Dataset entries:
use crate::handler::{Flow, TagHandler};
use crate::renderer::Renderer;
use crate::value::Value;
use crate::RenderError;
use xoly_parser::TagNode;

/// `<cfparam name="x" default="..." type="...">`: declares a variable,
/// binding the default when it is not set yet.
pub struct Param;

impl TagHandler for Param {
    fn has_body(&self) -> bool {
        false
    }

    fn matches_bare_tag(&self, name: &str) -> bool {
        name == "param"
    }

    fn on_enter(&self, tag: &TagNode, r: &mut Renderer<'_>) -> Result<(), RenderError> {
        let name = r.require_attr(tag, "name")?;

        if !r.scope().contains(&name) {
            let Some(default) = r.attr(tag, "default") else {
                return Err(RenderError::MissingRequiredParam {
                    name,
                    line: tag.span.line,
                });
            };
            tracing::trace!(param = %name, "default applied");
            r.scope_mut().set(&name, default);
        }

        let Some(expected) = tag.attr("type") else {
            return Ok(());
        };
        let expected = expected.to_ascii_lowercase();
        let value = r.scope().get(&name).cloned().unwrap_or(Value::Null);

        let valid = match expected.as_str() {
            "any" => true,
            "string" => matches!(value, Value::String(_) | Value::Number(_) | Value::Bool(_)),
            "numeric" => value.as_number().is_some(),
            "boolean" => is_boolean(&value),
            _ => {
                return Err(RenderError::InvalidAttribute {
                    tag: tag.name.clone(),
                    attribute: "type".into(),
                    value: expected,
                    reason: "expected any, string, numeric or boolean".into(),
                    line: tag.span.line,
                });
            }
        };

        if !valid {
            return Err(RenderError::InvalidParamType {
                name,
                expected,
                line: tag.span.line,
            });
        }
        Ok(())
    }
}

fn is_boolean(value: &Value) -> bool {
    match value {
        Value::Bool(_) | Value::Number(_) => true,
        Value::String(s) => {
            matches!(s.trim().to_ascii_lowercase().as_str(), "true" | "false" | "yes" | "no")
                || s.trim().parse::<f64>().is_ok()
        }
        _ => false,
    }
}

/// `<cfset>`: either `name="x" value="..."`, or any number of
/// `var="value"` pairs bound in attribute order. The two forms do not mix.
pub struct Set;

impl TagHandler for Set {
    fn has_body(&self) -> bool {
        false
    }

    fn matches_bare_tag(&self, name: &str) -> bool {
        name == "set"
    }

    fn on_enter(&self, tag: &TagNode, r: &mut Renderer<'_>) -> Result<(), RenderError> {
        if tag.attributes.is_empty() {
            return Err(RenderError::MissingAttribute {
                tag: tag.name.clone(),
                attribute: "name".into(),
                line: tag.span.line,
            });
        }

        if let (Some(name), Some(value)) = (r.attr_str(tag, "name"), r.attr(tag, "value")) {
            let extra = tag
                .attributes
                .iter()
                .find(|(key, _)| !matches!(*key, "name" | "value"));
            if let Some((attribute, raw)) = extra {
                return Err(RenderError::InvalidAttribute {
                    tag: tag.name.clone(),
                    attribute: attribute.to_string(),
                    value: raw.to_string(),
                    reason: "cannot be combined with name and value".into(),
                    line: tag.span.line,
                });
            }
            r.scope_mut().set(&name, value);
            return Ok(());
        }

        for (name, raw) in tag.attributes.iter() {
            let value = r.scope().expand(raw);
            r.scope_mut().set(name, value);
        }
        Ok(())
    }
}

/// `<cfsavecontent variable="x">`: renders its body into `x` instead of
/// the output.
pub struct SaveContent;

impl TagHandler for SaveContent {
    fn has_body(&self) -> bool {
        true
    }

    fn matches_bare_tag(&self, name: &str) -> bool {
        name == "savecontent"
    }

    fn on_render_body(
        &self,
        tag: &TagNode,
        r: &mut Renderer<'_>,
        _out: &mut String,
    ) -> Result<Flow, RenderError> {
        let variable = r.require_attr(tag, "variable")?;

        let mut captured = String::new();
        let flow = r.render_nodes(tag.children(), &mut captured)?;
        if flow == Flow::Abort {
            return Ok(flow);
        }

        r.scope_mut().set(&variable, captured);
        Ok(flow)
    }
}

#[cfg(test)]
mod tests {
    use crate::{render_str, Error, RenderError, Scope, Value};
    use pretty_assertions::assert_eq;

    fn render(source: &str, scope: &mut Scope) -> Result<String, Error> {
        render_str(source, scope)
    }

    // =========================================================================
    // param
    // =========================================================================

    #[test]
    fn test_param_default_applies() {
        let mut scope = Scope::new();
        render("<cfparam name=\"x\" default=\"1\">", &mut scope).unwrap();
        assert_eq!(scope.get("x"), Some(&Value::from("1")));
    }

    #[test]
    fn test_param_keeps_existing_binding() {
        let mut scope = Scope::from_iter([("x", "5")]);
        render("<cfparam name=\"x\" default=\"1\">", &mut scope).unwrap();
        assert_eq!(scope.get("x"), Some(&Value::from("5")));
    }

    #[test]
    fn test_param_then_output() {
        let mut scope = Scope::new();
        let out = render(
            "<cfparam name=\"x\" default=\"1\"><cfoutput>#x#</cfoutput>",
            &mut scope,
        )
        .unwrap();
        assert_eq!(out, "1");
    }

    #[test]
    fn test_param_required() {
        let err = render("\n<cfparam name=\"x\">", &mut Scope::new()).unwrap_err();
        assert_eq!(
            err,
            Error::Render(RenderError::MissingRequiredParam {
                name: "x".into(),
                line: 2,
            })
        );
    }

    #[test]
    fn test_param_required_satisfied_by_scope() {
        let mut scope = Scope::from_iter([("x", 1i64)]);
        assert!(render("<cfparam name=\"x\">", &mut scope).is_ok());
    }

    #[test]
    fn test_param_default_from_variable() {
        let mut scope = Scope::from_iter([("items", Value::from(vec!["a", "b"]))]);
        render("<cfparam name=\"copy\" default=\"#items#\">", &mut scope).unwrap();
        assert_eq!(scope.get("copy"), scope.get("items"));
    }

    #[test]
    fn test_param_type_validation() {
        let mut scope = Scope::new();
        assert!(render("<cfparam name=\"n\" default=\"42\" type=\"numeric\">", &mut scope).is_ok());
        assert!(render("<cfparam name=\"b\" default=\"yes\" type=\"boolean\">", &mut scope).is_ok());
        assert!(render("<cfparam name=\"s\" default=\"hi\" type=\"string\">", &mut scope).is_ok());

        let err = render("<cfparam name=\"s\" type=\"numeric\">", &mut scope).unwrap_err();
        assert_eq!(
            err,
            Error::Render(RenderError::InvalidParamType {
                name: "s".into(),
                expected: "numeric".into(),
                line: 1,
            })
        );
    }

    #[test]
    fn test_param_unknown_type() {
        let err = render("<cfparam name=\"s\" default=\"1\" type=\"date\">", &mut Scope::new()).unwrap_err();
        assert!(matches!(err, Error::Render(RenderError::InvalidAttribute { .. })));
    }

    // =========================================================================
    // set
    // =========================================================================

    #[test]
    fn test_set_pairs() {
        let mut scope = Scope::new();
        render("<cfset a=\"1\" b = \"two\">", &mut scope).unwrap();
        assert_eq!(scope.get("a"), Some(&Value::from("1")));
        assert_eq!(scope.get("b"), Some(&Value::from("two")));
    }

    #[test]
    fn test_set_name_value_form() {
        let mut scope = Scope::from_iter([("who", "world")]);
        render("<cfset name=\"greeting\" value=\"hello #who#\">", &mut scope).unwrap();
        assert_eq!(scope.get("greeting"), Some(&Value::from("hello world")));
        assert!(!scope.contains("name"));
    }

    #[test]
    fn test_set_name_value_rejects_extra_attributes() {
        let mut scope = Scope::new();
        let err = render("<cfset name=\"x\" value=\"1\" other=\"2\">", &mut scope).unwrap_err();
        assert_eq!(
            err,
            Error::Render(RenderError::InvalidAttribute {
                tag: "cfset".into(),
                attribute: "other".into(),
                value: "2".into(),
                reason: "cannot be combined with name and value".into(),
                line: 1,
            })
        );
        assert!(scope.is_empty());
    }

    #[test]
    fn test_set_name_alone_is_a_pair() {
        let mut scope = Scope::new();
        render("<cfset name=\"x\">", &mut scope).unwrap();
        assert_eq!(scope.get("name"), Some(&Value::from("x")));
    }

    #[test]
    fn test_bare_param_claims_html_param() {
        // Bare spellings win over same-named HTML elements.
        let err = render(
            "<object><param name=\"autoplay\" value=\"true\"></object>",
            &mut Scope::new(),
        )
        .unwrap_err();
        assert_eq!(
            err,
            Error::Render(RenderError::MissingRequiredParam {
                name: "autoplay".into(),
                line: 1,
            })
        );

        let mut scope = Scope::new();
        let out = render(
            "<object><param name=\"autoplay\" default=\"true\"></object>",
            &mut scope,
        )
        .unwrap();
        assert_eq!(out, "<object></object>");
        assert_eq!(scope.get("autoplay"), Some(&Value::from("true")));
    }

    #[test]
    fn test_set_overwrites_and_keeps_lists() {
        let mut scope = Scope::from_iter([("x", Value::from("old")), ("l", Value::from(vec![1i64, 2]))]);
        render("<cfset x=\"#l#\">", &mut scope).unwrap();
        assert_eq!(scope.get("x"), Some(&Value::from(vec![1i64, 2])));
    }

    #[test]
    fn test_set_is_visible_after_loop() {
        let mut scope = Scope::new();
        let out = render(
            "<cfloop from=1 to=2 index=i><cfset last=\"#i#\"></cfloop><cfoutput>#last#</cfoutput>",
            &mut scope,
        )
        .unwrap();
        assert_eq!(out, "2");
    }

    #[test]
    fn test_set_without_attributes() {
        let err = render("<cfset>", &mut Scope::new()).unwrap_err();
        assert!(matches!(err, Error::Render(RenderError::MissingAttribute { .. })));
    }

    // =========================================================================
    // savecontent
    // =========================================================================

    #[test]
    fn test_savecontent_captures() {
        let mut scope = Scope::from_iter([("who", "world")]);
        let out = render(
            "a<cfsavecontent variable=\"c\"><cfoutput>hi #who#</cfoutput></cfsavecontent>b",
            &mut scope,
        )
        .unwrap();
        assert_eq!(out, "ab");
        assert_eq!(scope.get("c"), Some(&Value::from("hi world")));
    }

    #[test]
    fn test_savecontent_then_output() {
        let mut scope = Scope::new();
        let out = render(
            "<cfsavecontent variable=\"c\">x</cfsavecontent><cfoutput>[#c#]</cfoutput>",
            &mut scope,
        )
        .unwrap();
        assert_eq!(out, "[x]");
    }

    #[test]
    fn test_savecontent_discarded_on_abort() {
        let mut scope = Scope::new();
        let out = render(
            "a<cfsavecontent variable=\"c\">x<cfabort></cfsavecontent>b",
            &mut scope,
        )
        .unwrap();
        assert_eq!(out, "a");
        assert!(!scope.contains("c"));
    }

    #[test]
    fn test_savecontent_requires_variable() {
        let err = render("<cfsavecontent>x</cfsavecontent>", &mut Scope::new()).unwrap_err();
        assert!(matches!(err, Error::Render(RenderError::MissingAttribute { .. })));
    }
}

# Problem requirements
Across the entries above, find the lines with the string "Result" and copy them.

# Answer section
    fn on_enter(&self, tag: &TagNode, r: &mut Renderer<'_>) -> Result<(), RenderError> {
    fn on_enter(&self, tag: &TagNode, r: &mut Renderer<'_>) -> Result<(), RenderError> {
    ) -> Result<Flow, RenderError> {
    fn render(source: &str, scope: &mut Scope) -> Result<String, Error> {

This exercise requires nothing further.